The latest technological villain for the enviro-wackos on the Left? Believe it or not, it’s air-conditioning. We’ve been treated to a number of anti-air conditioning pieces in recent days and the latest one is by Stan Cox in the LA Times. Lamely, it’s titled, AC: It’s not as cool as you think,
Running full blast, a car’s air conditioner dramatically increases levels of noxious exhaust in the surrounding air, guaranteeing that other drivers will have to keep their windows closed and the air running. In that, as in many other ways – by aggravating global warming, by encouraging poor building ventilation, by increasing our own biological susceptibility to heat – dependence on air conditioning always seems to generate demand for more air conditioning.
Air conditioning buildings and cars in the United States has the climate impact of half a billion metric tons of carbon dioxide a year. That exceeds the total annual carbon dioxide emissions of any one of these nations: Australia, France, Brazil or Indonesia. In an effort to reduce energy use and curb greenhouse emissions, industry and government are pursuing more efficient cooling technologies for cars and buildings. But greater efficiency can’t reverse the unsustainable living, working and transportation patterns that air conditioning has helped foster.
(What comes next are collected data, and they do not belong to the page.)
//! Idempotent schema bootstrap
//!
//! Applied at service startup. Every statement is `IF NOT EXISTS`, so an
//! already-provisioned database passes through untouched.

use crate::DbPool;

const SCHEMA: &str = r#"
CREATE TABLE IF NOT EXISTS users (
    id UUID PRIMARY KEY,
    name TEXT NOT NULL,
    email TEXT NOT NULL UNIQUE,
    password_hash TEXT NOT NULL,
    role TEXT NOT NULL,
    active BOOLEAN NOT NULL DEFAULT TRUE,
    created_at TIMESTAMPTZ NOT NULL DEFAULT NOW(),
    updated_at TIMESTAMPTZ NOT NULL DEFAULT NOW()
);

CREATE TABLE IF NOT EXISTS auth_tokens (
    id UUID PRIMARY KEY,
    user_id UUID NOT NULL REFERENCES users(id) ON DELETE CASCADE,
    token_hash TEXT NOT NULL UNIQUE,
    created_at TIMESTAMPTZ NOT NULL DEFAULT NOW(),
    expires_at TIMESTAMPTZ NOT NULL,
    revoked BOOLEAN NOT NULL DEFAULT FALSE
);

CREATE TABLE IF NOT EXISTS sessions (
    id UUID PRIMARY KEY,
    name TEXT NOT NULL,
    start_date DATE NOT NULL,
    end_date DATE NOT NULL,
    status TEXT NOT NULL DEFAULT 'inactive',
    created_at TIMESTAMPTZ NOT NULL DEFAULT NOW(),
    updated_at TIMESTAMPTZ NOT NULL DEFAULT NOW()
);

CREATE TABLE IF NOT EXISTS classes (
    id UUID PRIMARY KEY,
    name TEXT NOT NULL,
    session_id UUID NOT NULL REFERENCES sessions(id),
    created_at TIMESTAMPTZ NOT NULL DEFAULT NOW(),
    UNIQUE (name, session_id)
);

CREATE TABLE IF NOT EXISTS sections (
    id UUID PRIMARY KEY,
    name TEXT NOT NULL,
    class_id UUID NOT NULL REFERENCES classes(id) ON DELETE CASCADE,
    created_at TIMESTAMPTZ NOT NULL DEFAULT NOW(),
    UNIQUE (name, class_id)
);

CREATE TABLE IF NOT EXISTS students (
    id UUID PRIMARY KEY,
    admission_no TEXT NOT NULL UNIQUE,
    first_name TEXT NOT NULL,
    last_name TEXT NOT NULL,
    email TEXT,
    phone TEXT,
    guardian_name TEXT,
    class_id UUID NOT NULL REFERENCES classes(id),
    section_id UUID REFERENCES sections(id),
    session_id UUID NOT NULL REFERENCES sessions(id),
    admission_date DATE NOT NULL,
    active BOOLEAN NOT NULL DEFAULT TRUE,
    created_at TIMESTAMPTZ NOT NULL DEFAULT NOW(),
    updated_at TIMESTAMPTZ NOT NULL DEFAULT NOW()
);

CREATE TABLE IF NOT EXISTS fee_groups (
    id UUID PRIMARY KEY,
    name TEXT NOT NULL,
    description TEXT,
    session_id UUID NOT NULL REFERENCES sessions(id),
    created_at TIMESTAMPTZ NOT NULL DEFAULT NOW(),
    UNIQUE (name, session_id)
);

CREATE TABLE IF NOT EXISTS fee_types (
    id UUID PRIMARY KEY,
    name TEXT NOT NULL,
    description TEXT,
    amount_cents BIGINT NOT NULL,
    fee_group_id UUID NOT NULL REFERENCES fee_groups(id),
    session_id UUID NOT NULL REFERENCES sessions(id),
    frequency TEXT NOT NULL DEFAULT 'one_time',
    due_date DATE,
    created_at TIMESTAMPTZ NOT NULL DEFAULT NOW(),
    UNIQUE (name, fee_group_id, session_id)
);

CREATE TABLE IF NOT EXISTS fee_master (
    id UUID PRIMARY KEY,
    fee_group_id UUID NOT NULL REFERENCES fee_groups(id),
    fee_type_id UUID NOT NULL REFERENCES fee_types(id),
    class_id UUID NOT NULL REFERENCES classes(id),
    session_id UUID NOT NULL REFERENCES sessions(id),
    amount_cents BIGINT NOT NULL,
    created_at TIMESTAMPTZ NOT NULL DEFAULT NOW(),
    UNIQUE (fee_type_id, class_id, session_id)
);

CREATE TABLE IF NOT EXISTS student_fees (
    id UUID PRIMARY KEY,
    student_id UUID NOT NULL REFERENCES students(id) ON DELETE CASCADE,
    fee_type_id UUID NOT NULL REFERENCES fee_types(id),
    session_id UUID NOT NULL REFERENCES sessions(id),
    amount_due_cents BIGINT NOT NULL,
    amount_paid_cents BIGINT NOT NULL DEFAULT 0,
    due_date DATE,
    created_at TIMESTAMPTZ NOT NULL DEFAULT NOW(),
    updated_at TIMESTAMPTZ NOT NULL DEFAULT NOW(),
    UNIQUE (student_id, fee_type_id, session_id)
);

CREATE TABLE IF NOT EXISTS fee_transactions (
    id UUID PRIMARY KEY,
    receipt_no TEXT NOT NULL UNIQUE,
    student_id UUID NOT NULL REFERENCES students(id),
    fee_type_id UUID NOT NULL REFERENCES fee_types(id),
    session_id UUID NOT NULL REFERENCES sessions(id),
    amount_cents BIGINT NOT NULL,
    payment_mode TEXT NOT NULL,
    reference_no TEXT,
    collected_by UUID NOT NULL REFERENCES users(id),
    payment_date TIMESTAMPTZ NOT NULL DEFAULT NOW(),
    created_at TIMESTAMPTZ NOT NULL DEFAULT NOW()
);

CREATE INDEX IF NOT EXISTS idx_sessions_status ON sessions (status);
CREATE INDEX IF NOT EXISTS idx_students_class ON students (class_id, session_id);
CREATE INDEX IF NOT EXISTS idx_student_fees_student ON student_fees (student_id, session_id);
CREATE INDEX IF NOT EXISTS idx_fee_master_class ON fee_master (class_id, session_id);
CREATE INDEX IF NOT EXISTS idx_fee_transactions_date ON fee_transactions (payment_date);
CREATE INDEX IF NOT EXISTS idx_fee_transactions_student ON fee_transactions (student_id);
CREATE INDEX IF NOT EXISTS idx_auth_tokens_user ON auth_tokens (user_id);
"#;

/// Create every table and index the services expect
pub async fn ensure_schema(pool: &DbPool) -> Result<(), sqlx::Error> {
    sqlx::raw_sql(SCHEMA).execute(pool).await?;
    tracing::debug!("Database schema ensured");
    Ok(())
}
Greener building designs that favor natural ventilation will help, but in the millions of existing homes, workplaces and schools that we’ll be using for decades to come, the most important adjustment will be not in our thermostats but in our own comfort expectations.
Businesses can help. Studies find that the majority of office employees are already dissatisfied with their workplace temperature, and that the most important improvement employers can make is to give workers more control over windows, shades, air movement, clothing, position and location.
The key to reducing the impact of mobile air conditioning is to keep as many cars as possible at home and switched off. That will mean restructuring cities and suburbs as pedestrian havens, discouraging car travel (and keeping cities cooler) by replacing parking lots with parks, and launching a crash expansion of inexpensive, convenient and cool mass transportation.
In other words, we need to back out of the ecological dead-end alley we’ve been traveling down for half a century. It won’t be easy. With air conditioning so thoroughly integrated into American society, we’re going to have trouble finding reverse gear. But it’s there.
So, using air conditioning is “unsustainable” and we need to find the “reverse gear” on it as a society. Here’s a thought: Why don’t you envirowackos try it first? Then, once all of you move into log cabins, start riding around on horses and wearing home sewn clothes, maybe the rest of us will be inspired by your example. But of course, that never seems to happen, does it? Instead, what typically happens with libs is that they want to find a way to use the government to force everyone to live by their rules — except of course, them. Because like Al Gore, they’re simply too important to have to live by the same rules they say everyone else should live by.
Here’s my response: We’re not finding any “reverse gear” on the AC. There’s no way the kooks will ever convince the public to give up on air conditioning. Quite frankly, if the average person has to choose between the extinction of polar bears and living the rest of his life drenched in sweat in his own home every summer, then the bears will just have to go the way of the Dodo.
PS: It’s rather notable that this sort of utter kookery is considered mainstream enough to run in the LA Times.